I’ve been waiting since August to see Hope Springs—the hubby and I watched it tonight and actually didn’t finish it. So I don’t know how it ends, but…
As a recently married couple, I thought Hope Springs would show us where we don’t want to be in 30 years and maybe give us a few laughs. But it didn’t. Meryl Streep cries a lot and Tommy Lee Jones yells a lot. And Steve Carrell isn’t funny, which is a big change for him. You know, because he’s a comedian who likes to have his chest hair waxed off. (Watch this clip from The 40-Year-Old Virgin if you haven’t seen it—Carrell actually had his super hairy chest waxed for the part.)
If you haven’t guessed already, Meryl and Tommy are married. He’s an accountant and she works part time at Coldwater Creek—and could be a walking ad for the catalog. There’s no spark left in their marriage, so she pays $4,000 for them to attend couple’s therapy in the Hamptons. (The best part of the movie is the scenery: quaint little town on the coast with shutters on every house.)

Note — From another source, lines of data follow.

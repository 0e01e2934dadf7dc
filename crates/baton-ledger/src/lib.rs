//! Task ledger and session store for Baton.
//!
//! The [`TaskLedger`] is the only place task state changes. It enforces the
//! lifecycle table, allows one writer per task at a time and hands readers
//! immutable snapshots. The [`SessionStore`] keeps append-only, versioned
//! session records and the translation records produced at the gateway.

/// Task ledger and lifecycle enforcement.
pub mod ledger;
/// Versioned session storage.
pub mod session_store;

pub use ledger::{TaskFilter, TaskLedger, TransitionPayload, TransitionRecord};
pub use session_store::{InMemorySessionStore, JsonlSessionStore, SessionStore};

They attend several sessions with Steve Carrell and don’t really get anywhere. Neither of them are comfortable talking about their relationship, let alone their sex life. Meryl wants desperately for the sessions to fix their marriage, and Tommy is just along for the ride because he knows he can’t say “no.”
We stopped watching it with about 25 minutes to go. In retrospect, maybe we should have given the end of the movie a chance, but I just couldn’t handle anymore happy-go-lucky music or simpering noises from Meryl.
So for those of you with relationship problems, or for those who really like Tommy Lee Jones or Meryl Streep, don’t waste your night with Hope Springs.